Exercise aim:
The records below are to be transcribed word for word.

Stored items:
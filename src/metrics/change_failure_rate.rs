//! Change failure rate: trailing ratio of incidents to deployments,
//! reported as a percentage.

use tracing::{debug, Instrument};

use super::{drop_padding, validate_query, MetricsError, MetricsService};
use crate::engine::{moving_average_ratio, ZeroDenominator};
use crate::model::{AggregateKind, DailySeries, MetricQuery, MetricReport};
use crate::telemetry::create_metric_span;

impl MetricsService {
    /// Change failure rate for one dataflow: its deployment's incidents
    /// over its pipeline's runs.
    pub async fn change_failure_rate(
        &self,
        dataflow: &str,
        query: MetricQuery,
    ) -> Result<MetricReport, MetricsError> {
        validate_query(&query)?;
        let flow = self.resolve(dataflow).await?;
        self.change_failure_rate_report(
            Some(flow.deployment.as_str()),
            Some(flow.pipeline.as_str()),
            Some(dataflow),
            query,
        )
        .instrument(create_metric_span("change_failure_rate", Some(dataflow), None))
        .await
    }

    /// Change failure rate across every tracked dataflow.
    pub async fn change_failure_rate_all(
        &self,
        query: MetricQuery,
    ) -> Result<MetricReport, MetricsError> {
        validate_query(&query)?;
        self.change_failure_rate_report(None, None, None, query)
            .instrument(create_metric_span("change_failure_rate", None, None))
            .await
    }

    async fn change_failure_rate_report(
        &self,
        incident_key: Option<&str>,
        run_key: Option<&str>,
        dataflow: Option<&str>,
        query: MetricQuery,
    ) -> Result<MetricReport, MetricsError> {
        let incidents = self
            .fetch_filled(AggregateKind::Incidents, incident_key, &query)
            .await?;
        let runs = self
            .fetch_filled(AggregateKind::PipelineRuns, run_key, &query)
            .await?;

        // Ratio of window totals, not an average of daily ratios. Windows
        // with no deployments read as 0% rather than failing the query.
        let moving_average: Vec<f64> = moving_average_ratio(
            &incidents.counts,
            &runs.counts,
            query.window,
            ZeroDenominator::AsZero,
        )?
        .into_iter()
        .map(|ratio| ratio * 100.0)
        .collect();

        let incident_counts = drop_padding(incidents.counts, query.window);
        let deployment_counts = drop_padding(runs.counts, query.window);

        debug!(
            dataflow,
            start = %query.start,
            end = %query.end,
            window = query.window,
            "computed change failure rate"
        );

        Ok(MetricReport {
            dataflow: dataflow.map(str::to_string),
            start: query.start,
            end: query.end,
            window: query.window,
            dates: query.range().days(),
            daily: vec![
                DailySeries::new("incidents", incident_counts),
                DailySeries::new("deployments", deployment_counts),
            ],
            moving_average,
        })
    }
}
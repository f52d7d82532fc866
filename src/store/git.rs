//! Local-clone commit source.
//!
//! Reads commit history straight out of a git repository on disk, producing
//! the time-ordered, first-parent-preserving [`Commit`] records the change
//! reconstructor needs, useful for feeding ingestion without a forge API.
//! git2 repositories are not `Send`, so this stays a synchronous helper
//! rather than an [`super::EventReader`] implementation; callers hand its
//! output to ingestion themselves.

use anyhow::{Context, Result};
use chrono::DateTime;
use git2::{Repository, Sort};
use std::path::Path;

use crate::model::{Commit, DateRange};

pub struct GitCommitSource {
    repo: Repository,
    repository: String,
}

impl GitCommitSource {
    /// Opens the clone at `path`; `repository` is the key stamped onto the
    /// produced commits.
    pub fn open<P: AsRef<Path>>(path: P, repository: &str) -> Result<Self> {
        let repo = Repository::open(path).context("Failed to open git repository")?;
        Ok(Self {
            repo,
            repository: repository.to_string(),
        })
    }

    /// Commits reachable from HEAD whose commit time falls inside `range`,
    /// oldest first. Parent order is preserved, so index 0 of
    /// `parent_shas` is the first parent.
    pub fn commits_in(&self, range: DateRange) -> Result<Vec<Commit>> {
        let mut revwalk = self.repo.revwalk().context("Failed to start revwalk")?;
        revwalk.push_head().context("Repository has no HEAD")?;
        revwalk
            .set_sorting(Sort::TIME | Sort::REVERSE)
            .context("Failed to set revwalk sorting")?;

        let mut commits = Vec::new();
        for oid in revwalk {
            let oid = oid.context("Revwalk failed")?;
            let commit = self
                .repo
                .find_commit(oid)
                .with_context(|| format!("Commit {oid} disappeared during walk"))?;
            let created_at = DateTime::from_timestamp(commit.time().seconds(), 0)
                .with_context(|| format!("Commit {oid} has an out-of-range timestamp"))?;

            if !range.contains(created_at.date_naive()) {
                continue;
            }

            commits.push(Commit {
                sha: oid.to_string(),
                parent_shas: commit.parent_ids().map(|id| id.to_string()).collect(),
                repository: self.repository.clone(),
                created_at,
            });
        }

        Ok(commits)
    }
}
//! Lead time for changes: trailing average of the per-day mean span from a
//! change's first commit to its deployment.

use tracing::{debug, Instrument};

use super::{drop_padding, mean_series, validate_query, MetricsError, MetricsService};
use crate::engine::moving_average;
use crate::model::{AggregateKind, DailySeries, MetricQuery, MetricReport};
use crate::telemetry::create_metric_span;

impl MetricsService {
    /// Lead time for one dataflow's repository/pipeline pair.
    pub async fn lead_time_for_changes(
        &self,
        dataflow: &str,
        query: MetricQuery,
    ) -> Result<MetricReport, MetricsError> {
        validate_query(&query)?;
        let flow = self.resolve(dataflow).await?;
        self.lead_time_report(Some(flow.pipeline.as_str()), Some(dataflow), query)
            .instrument(create_metric_span("lead_time_for_changes", Some(dataflow), None))
            .await
    }

    /// Lead time across every tracked dataflow.
    pub async fn lead_time_for_changes_all(
        &self,
        query: MetricQuery,
    ) -> Result<MetricReport, MetricsError> {
        validate_query(&query)?;
        self.lead_time_report(None, None, query)
            .instrument(create_metric_span("lead_time_for_changes", None, None))
            .await
    }

    async fn lead_time_report(
        &self,
        key: Option<&str>,
        dataflow: Option<&str>,
        query: MetricQuery,
    ) -> Result<MetricReport, MetricsError> {
        let filled = self.fetch_filled(AggregateKind::Changes, key, &query).await?;

        // The averaged series is the per-day mean lead time in seconds, so
        // the trailing average keeps per-change units; both raw series are
        // reported alongside.
        let mean_lead = mean_series(&filled.totals, &filled.counts);
        let moving_average = moving_average(&mean_lead, query.window)?;

        let changes = drop_padding(filled.counts, query.window);
        let lead_seconds = drop_padding(filled.totals, query.window);

        debug!(
            dataflow,
            start = %query.start,
            end = %query.end,
            window = query.window,
            "computed lead time for changes"
        );

        Ok(MetricReport {
            dataflow: dataflow.map(str::to_string),
            start: query.start,
            end: query.end,
            window: query.window,
            dates: query.range().days(),
            daily: vec![
                DailySeries::new("changes", changes),
                DailySeries::new("lead_seconds", lead_seconds),
            ],
            moving_average,
        })
    }
}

Written answer:
filename src/metrics/change_failure_rate.rs
//! Change failure rate: trailing ratio of incidents to deployments,
//! reported as a percentage.

use tracing::{debug, Instrument};

use super::{drop_padding, validate_query, MetricsError, MetricsService};
use crate::engine::{moving_average_ratio, ZeroDenominator};
use crate::model::{AggregateKind, DailySeries, MetricQuery, MetricReport};
use crate::telemetry::create_metric_span;

impl MetricsService {
    /// Change failure rate for one dataflow: its deployment's incidents
    /// over its pipeline's runs.
    pub async fn change_failure_rate(
        &self,
        dataflow: &str,
        query: MetricQuery,
    ) -> Result<MetricReport, MetricsError> {
        validate_query(&query)?;
        let flow = self.resolve(dataflow).await?;
        self.change_failure_rate_report(
            Some(flow.deployment.as_str()),
            Some(flow.pipeline.as_str()),
            Some(dataflow),
            query,
        )
        .instrument(create_metric_span("change_failure_rate", Some(dataflow), None))
        .await
    }

    /// Change failure rate across every tracked dataflow.
    pub async fn change_failure_rate_all(
        &self,
        query: MetricQuery,
    ) -> Result<MetricReport, MetricsError> {
        validate_query(&query)?;
        self.change_failure_rate_report(None, None, None, query)
            .instrument(create_metric_span("change_failure_rate", None, None))
            .await
    }

    async fn change_failure_rate_report(
        &self,
        incident_key: Option<&str>,
        run_key: Option<&str>,
        dataflow: Option<&str>,
        query: MetricQuery,
    ) -> Result<MetricReport, MetricsError> {
        let incidents = self
            .fetch_filled(AggregateKind::Incidents, incident_key, &query)
            .await?;
        let runs = self
            .fetch_filled(AggregateKind::PipelineRuns, run_key, &query)
            .await?;

        // Ratio of window totals, not an average of daily ratios. Windows
        // with no deployments read as 0% rather than failing the query.
        let moving_average: Vec<f64> = moving_average_ratio(
            &incidents.counts,
            &runs.counts,
            query.window,
            ZeroDenominator::AsZero,
        )?
        .into_iter()
        .map(|ratio| ratio * 100.0)
        .collect();

        let incident_counts = drop_padding(incidents.counts, query.window);
        let deployment_counts = drop_padding(runs.counts, query.window);

        debug!(
            dataflow,
            start = %query.start,
            end = %query.end,
            window = query.window,
            "computed change failure rate"
        );

        Ok(MetricReport {
            dataflow: dataflow.map(str::to_string),
            start: query.start,
            end: query.end,
            window: query.window,
            dates: query.range().days(),
            daily: vec![
                DailySeries::new("incidents", incident_counts),
                DailySeries::new("deployments", deployment_counts),
            ],
            moving_average,
        })
    }
}
repository f52d7d82532fc866
filename src/store/git.rs
//! Local-clone commit source.
//!
//! Reads commit history straight out of a git repository on disk, producing
//! the time-ordered, first-parent-preserving [`Commit`] records the change
//! reconstructor needs, useful for feeding ingestion without a forge API.
//! git2 repositories are not `Send`, so this stays a synchronous helper
//! rather than an [`super::EventReader`] implementation; callers hand its
//! output to ingestion themselves.

use anyhow::{Context, Result};
use chrono::DateTime;
use git2::{Repository, Sort};
use std::path::Path;

use crate::model::{Commit, DateRange};

pub struct GitCommitSource {
    repo: Repository,
    repository: String,
}

impl GitCommitSource {
    /// Opens the clone at `path`; `repository` is the key stamped onto the
    /// produced commits.
    pub fn open<P: AsRef<Path>>(path: P, repository: &str) -> Result<Self> {
        let repo = Repository::open(path).context("Failed to open git repository")?;
        Ok(Self {
            repo,
            repository: repository.to_string(),
        })
    }

    /// Commits reachable from HEAD whose commit time falls inside `range`,
    /// oldest first. Parent order is preserved, so index 0 of
    /// `parent_shas` is the first parent.
    pub fn commits_in(&self, range: DateRange) -> Result<Vec<Commit>> {
        let mut revwalk = self.repo.revwalk().context("Failed to start revwalk")?;
        revwalk.push_head().context("Repository has no HEAD")?;
        revwalk
            .set_sorting(Sort::TIME | Sort::REVERSE)
            .context("Failed to set revwalk sorting")?;

        let mut commits = Vec::new();
        for oid in revwalk {
            let oid = oid.context("Revwalk failed")?;
            let commit = self
                .repo
                .find_commit(oid)
                .with_context(|| format!("Commit {oid} disappeared during walk"))?;
            let created_at = DateTime::from_timestamp(commit.time().seconds(), 0)
                .with_context(|| format!("Commit {oid} has an out-of-range timestamp"))?;

            if !range.contains(created_at.date_naive()) {
                continue;
            }

            commits.push(Commit {
                sha: oid.to_string(),
                parent_shas: commit.parent_ids().map(|id| id.to_string()).collect(),
                repository: self.repository.clone(),
                created_at,
            });
        }

        Ok(commits)
    }
}
//! Lead time for changes: trailing average of the per-day mean span from a
//! change's first commit to its deployment.

use tracing::{debug, Instrument};

use super::{drop_padding, mean_series, validate_query, MetricsError, MetricsService};
use crate::engine::moving_average;
use crate::model::{AggregateKind, DailySeries, MetricQuery, MetricReport};
use crate::telemetry::create_metric_span;

impl MetricsService {
    /// Lead time for one dataflow's repository/pipeline pair.
    pub async fn lead_time_for_changes(
        &self,
        dataflow: &str,
        query: MetricQuery,
    ) -> Result<MetricReport, MetricsError> {
        validate_query(&query)?;
        let flow = self.resolve(dataflow).await?;
        self.lead_time_report(Some(flow.pipeline.as_str()), Some(dataflow), query)
            .instrument(create_metric_span("lead_time_for_changes", Some(dataflow), None))
            .await
    }

    /// Lead time across every tracked dataflow.
    pub async fn lead_time_for_changes_all(
        &self,
        query: MetricQuery,
    ) -> Result<MetricReport, MetricsError> {
        validate_query(&query)?;
        self.lead_time_report(None, None, query)
            .instrument(create_metric_span("lead_time_for_changes", None, None))
            .await
    }

    async fn lead_time_report(
        &self,
        key: Option<&str>,
        dataflow: Option<&str>,
        query: MetricQuery,
    ) -> Result<MetricReport, MetricsError> {
        let filled = self.fetch_filled(AggregateKind::Changes, key, &query).await?;

        // The averaged series is the per-day mean lead time in seconds, so
        // the trailing average keeps per-change units; both raw series are
        // reported alongside.
        let mean_lead = mean_series(&filled.totals, &filled.counts);
        let moving_average = moving_average(&mean_lead, query.window)?;

        let changes = drop_padding(filled.counts, query.window);
        let lead_seconds = drop_padding(filled.totals, query.window);

        debug!(
            dataflow,
            start = %query.start,
            end = %query.end,
            window = query.window,
            "computed lead time for changes"
        );

        Ok(MetricReport {
            dataflow: dataflow.map(str::to_string),
            start: query.start,
            end: query.end,
            window: query.window,
            dates: query.range().days(),
            daily: vec![
                DailySeries::new("changes", changes),
                DailySeries::new("lead_seconds", lead_seconds),
            ],
            moving_average,
        })
    }
}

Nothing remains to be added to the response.